(Stored items)
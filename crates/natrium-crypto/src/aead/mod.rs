//! Authenticated encryption strategies
//!
//! # Registry
//!
//! ```text
//! Algorithm::XChaCha20Blake2b   "xchacha20-blake2b"   default, key-committing
//! Algorithm::Aes256Gcm          "aes256-gcm"          needs AES + CLMUL hardware
//! Algorithm::XChaCha20Poly1305  "xchacha20-poly1305"  interoperability
//! Algorithm::XSalsa20Poly1305   "xsalsa20-poly1305"   legacy secretbox, no AAD
//! ```
//!
//! The set is closed. Each [`Algorithm`] resolves to a stateless
//! [`AeadStrategy`] through [`Algorithm::strategy`]; callers pick an
//! algorithm explicitly and nothing is negotiated from ciphertext contents.
//!
//! # Failure Modes
//!
//! Every strategy fails closed: input shorter than
//! [`AeadStrategy::min_ciphertext_len`] is `MessageTooShort`, any
//! authentication failure is `AuthenticationFailure`, and no partial
//! plaintext is ever returned.

mod committing;
mod gcm;
mod poly1305;
mod secretbox;

use std::{fmt, str::FromStr};

pub use committing::{
    MIN_CIPHERTEXT_BYTES, NONCE_BYTES, SALT_BYTES, TAG_BYTES, VERSION, XChaCha20Blake2bStrategy,
};
pub use gcm::Aes256GcmStrategy;
pub use poly1305::XChaCha20Poly1305Strategy;
pub use secretbox::XSalsa20Poly1305Strategy;
use serde::{Deserialize, Serialize};

use crate::{
    encoding::Ciphertext,
    entropy::Entropy,
    error::CryptoError,
    keys::{Key, SharedKey},
};

/// Contract shared by every symmetric encryption strategy.
///
/// Implementations are stateless; all randomness comes from the supplied
/// [`Entropy`].
pub trait AeadStrategy: Send + Sync {
    /// Registry entry this strategy implements.
    fn algorithm(&self) -> Algorithm;

    /// Smallest ciphertext this strategy can produce (empty plaintext).
    fn min_ciphertext_len(&self) -> usize;

    /// Whether the strategy can run on this platform.
    fn is_available(&self) -> bool {
        true
    }

    /// Whether the strategy authenticates associated data.
    fn supports_aad(&self) -> bool {
        true
    }

    /// Encrypt `plaintext`, binding `aad`.
    fn encrypt(
        &self,
        key: &SharedKey,
        plaintext: &[u8],
        aad: &[u8],
        entropy: &dyn Entropy,
    ) -> Result<Ciphertext, CryptoError>;

    /// Authenticate and decrypt `ciphertext`.
    fn decrypt(&self, key: &SharedKey, ciphertext: &[u8], aad: &[u8])
    -> Result<Vec<u8>, CryptoError>;
}

/// Closed set of supported encryption algorithms.
#[derive(Debug, Clone, Copy, PartialEq, Eq, Hash, Default, Serialize, Deserialize)]
pub enum Algorithm {
    /// XChaCha20 with a keyed BLAKE2b tag; key-committing
    #[default]
    #[serde(rename = "xchacha20-blake2b")]
    XChaCha20Blake2b,
    /// AES-256-GCM
    #[serde(rename = "aes256-gcm")]
    Aes256Gcm,
    /// XChaCha20-Poly1305
    #[serde(rename = "xchacha20-poly1305")]
    XChaCha20Poly1305,
    /// XSalsa20-Poly1305 secretbox; rejects associated data
    #[serde(rename = "xsalsa20-poly1305")]
    XSalsa20Poly1305,
}

impl Algorithm {
    /// Every registered algorithm.
    pub const ALL: [Self; 4] =
        [Self::XChaCha20Blake2b, Self::Aes256Gcm, Self::XChaCha20Poly1305, Self::XSalsa20Poly1305];

    /// Stable name, as used in configuration and on the command line.
    pub fn name(self) -> &'static str {
        match self {
            Self::XChaCha20Blake2b => "xchacha20-blake2b",
            Self::Aes256Gcm => "aes256-gcm",
            Self::XChaCha20Poly1305 => "xchacha20-poly1305",
            Self::XSalsa20Poly1305 => "xsalsa20-poly1305",
        }
    }

    /// Strategy implementing this algorithm.
    pub fn strategy(self) -> &'static dyn AeadStrategy {
        match self {
            Self::XChaCha20Blake2b => &XChaCha20Blake2bStrategy,
            Self::Aes256Gcm => &Aes256GcmStrategy,
            Self::XChaCha20Poly1305 => &XChaCha20Poly1305Strategy,
            Self::XSalsa20Poly1305 => &XSalsa20Poly1305Strategy,
        }
    }

    /// Whether this algorithm can run on this platform.
    pub fn is_available(self) -> bool {
        self.strategy().is_available()
    }

    /// Smallest valid ciphertext for this algorithm.
    pub fn min_ciphertext_len(self) -> usize {
        self.strategy().min_ciphertext_len()
    }

    /// Encrypt with this algorithm's strategy.
    pub fn encrypt(
        self,
        key: &SharedKey,
        plaintext: &[u8],
        aad: &[u8],
        entropy: &dyn Entropy,
    ) -> Result<Ciphertext, CryptoError> {
        let ciphertext = self.strategy().encrypt(key, plaintext, aad, entropy)?;
        tracing::trace!(
            algorithm = %self,
            key_id = %key.id(),
            plaintext_len = plaintext.len(),
            ciphertext_len = ciphertext.len(),
            "encrypted"
        );
        Ok(ciphertext)
    }

    /// Decrypt with this algorithm's strategy.
    pub fn decrypt(
        self,
        key: &SharedKey,
        ciphertext: &[u8],
        aad: &[u8],
    ) -> Result<Vec<u8>, CryptoError> {
        self.strategy().decrypt(key, ciphertext, aad).inspect_err(|error| {
            tracing::debug!(
                algorithm = %self,
                key_id = %key.id(),
                ciphertext_len = ciphertext.len(),
                %error,
                "decryption rejected"
            );
        })
    }
}

impl fmt::Display for Algorithm {
    fn fmt(&self, f: &mut fmt::Formatter<'_>) -> fmt::Result {
        f.write_str(self.name())
    }
}

impl FromStr for Algorithm {
    type Err = CryptoError;

    fn from_str(s: &str) -> Result<Self, Self::Err> {
        Self::ALL
            .into_iter()
            .find(|algorithm| algorithm.name() == s)
            .ok_or_else(|| CryptoError::UnknownAlgorithm { name: s.to_string() })
    }
}

/// Reject ciphertexts shorter than `minimum`.
fn check_min_len(ciphertext: &[u8], minimum: usize) -> Result<(), CryptoError> {
    if ciphertext.len() < minimum {
        return Err(CryptoError::MessageTooShort { minimum, actual: ciphertext.len() });
    }
    Ok(())
}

= Action item =
Which lines of the data above contain "MessageTooShort"? Copy each one.

= Written solution =
//! [`AeadStrategy::min_ciphertext_len`] is `MessageTooShort`, any
        return Err(CryptoError::MessageTooShort { minimum, actual: ciphertext.len() });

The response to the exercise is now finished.